As aulas da Universidade de São Paulo (USP) no campus leste foram retomadas nesta segunda-feira, dia 18, após o local ter sido interditado pela Justiça, em janeiro, por causa do solo contaminado. Foi constatada na época a presença de gás metano no subsolo, proveniente de dejetos retirados da dragagem no rio Tietê e da presença de terra e entulhos contaminados.

A Agência Brasil informa que a universidade preparou para os alunos uma programação com debates, mesas e palestras da empresa Weber Ambiental, responsável pela instalação de um sistema de ventilação do gás metano.

Em toda a USP Leste foram instalados dutos de ventilação para permitir a saída do gás metano do subsolo e 23 bombas auxiliam esse processo. Existem também 117 poços de monitoramento – inspecionados semanalmente por técnicos da Companhia de Tecnologia de Saneamento Ambiental (Cetesb), responsáveis pela medição de metano. Como os edifícios foram construídos sobre dejetos, o procedimento continuará sendo feito por tempo indeterminado, para evitar o acúmulo do gás.

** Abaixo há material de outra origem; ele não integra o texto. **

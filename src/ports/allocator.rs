//! Port Allocator
//!
//! Gives every tenant its own TCP port and keeps that port stable across restarts.
//!
//! ## Responsibilities
//! - **Ownership**: Every binding is backed by a listener socket owned by the allocator.
//!   A port is never handed to a second tenant while its listener is open.
//! - **Lock-in**: The last port of every tenant is remembered (and persisted). On the next
//!   run a tenant first tries its previous port; ports remembered for other tenants are
//!   skipped while scanning so earlier assignments get first refusal.
//! - **Probing**: New tenants scan forward from a configured start port. The scan is bounded
//!   by `max_probes` bind attempts and ends in [`PortError::Exhausted`].

use super::lockin;

use std::collections::{BTreeMap, HashMap};
use std::io;
use std::net::{IpAddr, TcpListener};
use std::path::Path;
use thiserror::Error;

#[derive(Debug, Error)]
pub enum PortError {
    #[error("cannot listen on port {port}: {source}")]
    Bind {
        port: u16,
        #[source]
        source: io::Error,
    },

    #[error("port {port} is already bound to tenant {owner}")]
    PortInUse { port: u16, owner: String },

    #[error("tenant {tenant} is already bound to port {port}")]
    TenantConflict { tenant: String, port: u16 },

    #[error("tenant {0} has no bound port")]
    NotBound(String),

    #[error("no free port for tenant {tenant} after {probes} attempts starting at {start}")]
    Exhausted {
        tenant: String,
        start: u16,
        probes: u32,
    },
}

pub struct PortAllocator {
    host: IpAddr,
    /// Next candidate of the forward scan. Kept wider than `u16` so the scan can run off the end.
    next_port: u32,
    max_probes: u32,
    /// Tenant whose port comes from process configuration and is never persisted.
    reserved_tenant: String,
    listeners: HashMap<u16, TcpListener>,
    bound: BTreeMap<String, u16>,
    lockin_ports: BTreeMap<String, u16>,
    lockin_tenants: HashMap<u16, String>,
}

impl PortAllocator {
    pub fn new(host: IpAddr, start_port: u16, max_probes: u32, reserved_tenant: &str) -> Self {
        Self {
            host,
            next_port: start_port as u32,
            max_probes,
            reserved_tenant: reserved_tenant.to_string(),
            listeners: HashMap::new(),
            bound: BTreeMap::new(),
            lockin_ports: BTreeMap::new(),
            lockin_tenants: HashMap::new(),
        }
    }

    /// Returns the tenant's port, binding one first if the tenant has none yet.
    ///
    /// Order of preference:
    /// 1. The current binding.
    /// 2. The tenant's lock-in port.
    /// 3. The first bindable port of the forward scan that is not locked in by another tenant.
    pub fn bind(&mut self, tenant: &str) -> Result<u16, PortError> {
        if let Some(&port) = self.bound.get(tenant) {
            return Ok(port);
        }

        if let Some(&port) = self.lockin_ports.get(tenant) {
            match self.open(tenant, port) {
                Ok(()) => {
                    tracing::info!("Tenant {} reclaimed locked-in port {}", tenant, port);
                    return Ok(port);
                }
                Err(e) => {
                    tracing::warn!("Tenant {} lost locked-in port {}: {}", tenant, port, e);
                }
            }
        }

        let start = self.next_port.min(u16::MAX as u32) as u16;
        let mut probes = 0;
        while probes < self.max_probes && self.next_port <= u16::MAX as u32 {
            let port = self.next_port as u16;
            self.next_port += 1;

            if self.listeners.contains_key(&port) {
                continue;
            }
            if let Some(owner) = self.lockin_tenants.get(&port) {
                if owner != tenant {
                    tracing::trace!("Skipping port {} locked in by {}", port, owner);
                    continue;
                }
            }

            probes += 1;
            match self.open(tenant, port) {
                Ok(()) => {
                    tracing::info!("Tenant {} bound to port {}", tenant, port);
                    return Ok(port);
                }
                Err(e) => tracing::debug!("Port {} unavailable: {}", port, e),
            }
        }

        Err(PortError::Exhausted {
            tenant: tenant.to_string(),
            start,
            probes,
        })
    }

    /// Binds a well-known tenant to an explicit port.
    ///
    /// Fails without side effects if the port is already bound or the tenant already has
    /// a different port.
    pub fn register_fixed(&mut self, tenant: &str, port: u16) -> Result<(), PortError> {
        if let Some(&current) = self.bound.get(tenant) {
            if current != port {
                return Err(PortError::TenantConflict {
                    tenant: tenant.to_string(),
                    port: current,
                });
            }
        }
        self.open(tenant, port)?;
        tracing::info!("Tenant {} registered on fixed port {}", tenant, port);
        Ok(())
    }

    /// Tenant recorded for `port` in the lock-in registry.
    ///
    /// Covers restored history as well as live bindings, so a port can be resolved
    /// before its tenant is listening.
    pub fn resolve_tenant(&self, port: u16) -> Option<&str> {
        self.lockin_tenants.get(&port).map(String::as_str)
    }

    pub fn port_of(&self, tenant: &str) -> Option<u16> {
        self.bound.get(tenant).copied()
    }

    /// Currently bound tenants, sorted by name.
    pub fn tenants(&self) -> Vec<String> {
        self.bound.keys().cloned().collect()
    }

    /// The full lock-in registry (tenant -> last known port).
    pub fn lockins(&self) -> &BTreeMap<String, u16> {
        &self.lockin_ports
    }

    /// A handle to the tenant's listener for serving.
    ///
    /// The allocator keeps the original socket; `close_all` releases it.
    pub fn listener(&self, tenant: &str) -> Result<TcpListener, PortError> {
        let port = self
            .port_of(tenant)
            .ok_or_else(|| PortError::NotBound(tenant.to_string()))?;
        let listener = self
            .listeners
            .get(&port)
            .ok_or_else(|| PortError::NotBound(tenant.to_string()))?;
        listener
            .try_clone()
            .map_err(|source| PortError::Bind { port, source })
    }

    /// Writes the live tenant -> port bindings, minus the reserved tenant, to `path`.
    pub fn persist(&self, path: &Path) -> anyhow::Result<()> {
        let ports: BTreeMap<String, u16> = self
            .bound
            .iter()
            .filter(|(tenant, _)| **tenant != self.reserved_tenant)
            .map(|(tenant, port)| (tenant.clone(), *port))
            .collect();

        lockin::save(path, &ports)?;
        tracing::info!("Persisted {} port lock-ins to {:?}", ports.len(), path);
        Ok(())
    }

    /// Loads lock-in history from `path` and returns how many entries were accepted.
    ///
    /// Must run before tenants are bound so that previous assignments get first refusal.
    /// Entries pointing at a port that is already live for a different tenant are dropped.
    pub fn restore(&mut self, path: &Path) -> usize {
        let mut restored = 0;
        for (tenant, port) in lockin::load(path, &self.reserved_tenant) {
            if let Some(owner) = self.owner_of(port) {
                if owner != tenant {
                    tracing::warn!(
                        "Dropping lock-in {}={}: port is live for {}",
                        tenant,
                        port,
                        owner
                    );
                    continue;
                }
            }
            self.record_lockin(&tenant, port);
            restored += 1;
        }
        tracing::info!("Restored {} port lock-ins from {:?}", restored, path);
        restored
    }

    /// Releases every listener. Safe to call more than once.
    pub fn close_all(&mut self) {
        if self.listeners.is_empty() {
            return;
        }
        tracing::info!("Closing {} listeners", self.listeners.len());
        self.listeners.clear();
        self.bound.clear();
    }

    fn owner_of(&self, port: u16) -> Option<&str> {
        if !self.listeners.contains_key(&port) {
            return None;
        }
        self.bound
            .iter()
            .find(|(_, p)| **p == port)
            .map(|(tenant, _)| tenant.as_str())
    }

    fn open(&mut self, tenant: &str, port: u16) -> Result<(), PortError> {
        if let Some(owner) = self.owner_of(port) {
            return Err(PortError::PortInUse {
                port,
                owner: owner.to_string(),
            });
        }

        let listener =
            TcpListener::bind((self.host, port)).map_err(|source| PortError::Bind { port, source })?;
        listener
            .set_nonblocking(true)
            .map_err(|source| PortError::Bind { port, source })?;

        self.listeners.insert(port, listener);
        self.bound.insert(tenant.to_string(), port);
        self.record_lockin(tenant, port);
        Ok(())
    }

    fn record_lockin(&mut self, tenant: &str, port: u16) {
        if let Some(old) = self.lockin_ports.insert(tenant.to_string(), port) {
            if old != port && self.lockin_tenants.get(&old).map(String::as_str) == Some(tenant) {
                self.lockin_tenants.remove(&old);
            }
        }
        if let Some(previous) = self.lockin_tenants.insert(port, tenant.to_string()) {
            if previous != tenant && self.lockin_ports.get(&previous) == Some(&port) {
                self.lockin_ports.remove(&previous);
            }
        }
    }
}
//! File-backed key/value store.
//!
//! One directory holds one key space. Every value lives in its own file named
//! after the encoded key (see [`super::codec`]). Batch writes go through a
//! stage-then-commit protocol:
//!
//! 1. **Purge**: staged files left behind by an interrupted write are removed.
//! 2. **Stage**: every value is written in full (and synced) to `<key>.tmp`.
//! 3. **Commit**: only after every stage succeeded, each `<key>.tmp` is renamed
//!    to `<key>.txt`.
//!
//! A rename is atomic per file, so readers only ever see a complete old value
//! or a complete new value. The batch as a whole is not atomic: a failure
//! during commit can leave part of the batch committed.

use super::codec::{self, COMMITTED_EXT, STAGED_EXT};

use std::collections::BTreeMap;
use std::fs;
use std::io::{self, Write};
use std::path::{Path, PathBuf};
use thiserror::Error;

#[derive(Debug, Error)]
pub enum StorageError {
    #[error("{op} {}: {source}", .path.display())]
    Io {
        op: &'static str,
        path: PathBuf,
        #[source]
        source: io::Error,
    },

    #[error("cannot remove stale staged files [{}]", .files.join(","))]
    Purge { files: Vec<String> },

    #[error("cannot commit keys [{}]", .keys.join(","))]
    Commit { keys: Vec<String> },
}

impl StorageError {
    fn io(op: &'static str, path: &Path, source: io::Error) -> Self {
        Self::Io {
            op,
            path: path.to_path_buf(),
            source,
        }
    }
}

/// A single key space rooted at one directory.
#[derive(Debug, Clone, PartialEq, Eq)]
pub struct KeyValueStore {
    root: PathBuf,
}

impl KeyValueStore {
    pub fn new(root: impl Into<PathBuf>) -> Self {
        Self { root: root.into() }
    }

    pub fn root(&self) -> &Path {
        &self.root
    }

    /// Private key space nested under this one, selected by `name`.
    ///
    /// The namespace name goes through the same codec as keys, so it can never
    /// escape the parent directory.
    pub fn namespace(&self, name: &str) -> Self {
        Self::new(self.root.join(codec::encode_key(name)))
    }

    /// Creates the backing directory if it does not exist yet.
    pub fn ensure_dir(&self) -> Result<(), StorageError> {
        fs::create_dir_all(&self.root).map_err(|e| StorageError::io("create", &self.root, e))
    }

    /// Durably stores every entry of `batch` and returns the written keys.
    pub fn write(&self, batch: &BTreeMap<String, String>) -> Result<Vec<String>, StorageError> {
        self.ensure_dir()?;
        self.purge_staged()?;

        let mut staged = Vec::with_capacity(batch.len());
        for (key, value) in batch {
            let path = self.path_for(key, STAGED_EXT);
            if let Err(e) = write_synced(&path, value) {
                // Nothing has been committed yet; drop what this batch staged.
                for done in &staged {
                    let _ = fs::remove_file(done);
                }
                let _ = fs::remove_file(&path);
                return Err(StorageError::io("stage", &path, e));
            }
            staged.push(path);
        }

        let mut failed = Vec::new();
        for (key, staged_path) in batch.keys().zip(&staged) {
            let committed = self.path_for(key, COMMITTED_EXT);
            if let Err(e) = fs::rename(staged_path, &committed) {
                tracing::error!("Commit of {:?} failed: {}", committed, e);
                let _ = fs::remove_file(staged_path);
                failed.push(key.clone());
            }
        }
        if !failed.is_empty() {
            return Err(StorageError::Commit { keys: failed });
        }

        Ok(batch.keys().cloned().collect())
    }

    /// Committed value of `key`, or an empty string when the key is absent.
    pub fn read(&self, key: &str) -> Result<String, StorageError> {
        let path = self.path_for(key, COMMITTED_EXT);
        match fs::read_to_string(&path) {
            Ok(value) => Ok(value),
            Err(e) if is_absent(&e) => Ok(String::new()),
            Err(e) => Err(StorageError::io("read", &path, e)),
        }
    }

    /// Removes the committed entry for `key`.
    ///
    /// Returns `false` if there was nothing to remove.
    pub fn delete(&self, key: &str) -> Result<bool, StorageError> {
        let path = self.path_for(key, COMMITTED_EXT);
        match fs::remove_file(&path) {
            Ok(()) => Ok(true),
            Err(e) if is_absent(&e) => Ok(false),
            Err(e) => Err(StorageError::io("delete", &path, e)),
        }
    }

    /// All committed keys, sorted. Staged entries are never reported.
    pub fn list(&self) -> Result<Vec<String>, StorageError> {
        let mut keys: Vec<String> = self
            .file_names()?
            .iter()
            .filter_map(|name| codec::strip_ext(name, COMMITTED_EXT))
            .filter_map(|stem| {
                let key = codec::decode_key(stem);
                if key.is_none() {
                    tracing::debug!("Ignoring foreign file {:?} in {:?}", stem, self.root);
                }
                key
            })
            .collect();
        keys.sort();
        Ok(keys)
    }

    fn purge_staged(&self) -> Result<(), StorageError> {
        let mut failed = Vec::new();
        for name in self.file_names()? {
            if codec::strip_ext(&name, STAGED_EXT).is_none() {
                continue;
            }
            tracing::warn!("Removing stale staged file {:?} in {:?}", name, self.root);
            if fs::remove_file(self.root.join(&name)).is_err() {
                failed.push(name);
            }
        }
        if failed.is_empty() {
            Ok(())
        } else {
            Err(StorageError::Purge { files: failed })
        }
    }

    fn file_names(&self) -> Result<Vec<String>, StorageError> {
        let entries = match fs::read_dir(&self.root) {
            Ok(entries) => entries,
            Err(e) if e.kind() == io::ErrorKind::NotFound => return Ok(Vec::new()),
            Err(e) => return Err(StorageError::io("list", &self.root, e)),
        };

        let mut names = Vec::new();
        for entry in entries {
            let entry = entry.map_err(|e| StorageError::io("list", &self.root, e))?;
            if let Ok(name) = entry.file_name().into_string() {
                names.push(name);
            }
        }
        Ok(names)
    }

    fn path_for(&self, key: &str, ext: &str) -> PathBuf {
        self.root.join(codec::file_name(key, ext))
    }
}

/// No committed file: missing, or a name too long to have ever been written.
fn is_absent(e: &io::Error) -> bool {
    matches!(
        e.kind(),
        io::ErrorKind::NotFound | io::ErrorKind::InvalidFilename
    )
}

fn write_synced(path: &Path, value: &str) -> io::Result<()> {
    let mut file = fs::File::create(path)?;
    file.write_all(value.as_bytes())?;
    file.sync_all()
}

“A questão do gás metano, que é gerado pela degradação da matéria orgânica no subsolo, é um processo até natural. Mas não é conveniente que esse gás se concentre embaixo das lages dos edifícios. Por isso, os edifícios foram construídos com colchão de brita embaixo e, para que o sistema de ventilação desses gases fosse eficiente, precisava instalar as bombas que fazem o papel de ventilar e não deixar esse gás se concentrar”, explicou a diretora da unidade, Maria Cristina Motta de Toledo.

Outra medida adotada foi a colocação de tapumes metálicos em grande parte do campus para proteger as pessoas de terras e entulhos que contêm substância contaminante. Também foi plantada grama para impedir que a poeira dessa terra se espalhe. “Por causa da característica de não solubilidade em água e de não volatilidade, ou seja, não passagem para a atmosfera dessa substância, a Cetesb considera que esse tipo de ação é provisoriamente aceitável, enquanto não se define o destino definitivo desse material. Futuramente, [ele] pode ser retirado ou receber outro tipo de contenção. A Cetesb que vai definir.”

Como o semestre inicia com duas semanas de atraso, as aulas estão previstas para encerrar no dia 19 de dezembro. Alguns cursos, porém, terão de compensar aulas práticas que não foram dadas por falta de laboratórios adequados.

A aluna Bárbara Eleodora Guimarães de Oliveira, de 22 anos, que está no quarto ano do curso de têxtil e moda, disse os alunos mais velhos foram mais prejudicados. “Quando a gente foi para o outro campus na Cidade Universitária, a gente não teve nada disso [laboratórios]. O meu ano não foi tão prejudicado, porque a gente está com matérias mais teóricas do que práticas, mas o segundo e o terceiro ano foram prejudicadíssimos”.

Segundo a diretora da USP Leste, uma parceria com instituições que emprestam seus laboratórios para as aulas, como o Senai e outras empresas, vai contornar essas deficiências. “Os equipamentos como computadores foram reinstalados, os livros deslocados voltaram, os espaços foram readequados. Mas outras atividades foram retomadas antes, como uma parte da pesquisa”, informou a diretora.

Para aluna do último ano de gestão de políticas públicas, Aline Gonçalves Nascimento, de 20 anos, o grande problema é a indefinição sobre os problemas ambientais do campus. “A gente passou por um semestre muito conturbado, e para mim é como voltar para minha casa. Só que, ao mesmo tempo, é uma casa bagunçada. Então, hoje é muito mais expectativa do que algo concreto. Eu não sei o que vai acontecer, e a gente não tem um sentimento de certeza para nada. Pode ser que hoje ou amanhã eles decidam que não vão mais deixar a gente aqui.”

A USP Leste tem 4,4 mil estudantes, cerca de 400 funcionários e professores, dez cursos de graduação e nove de pós-graduação.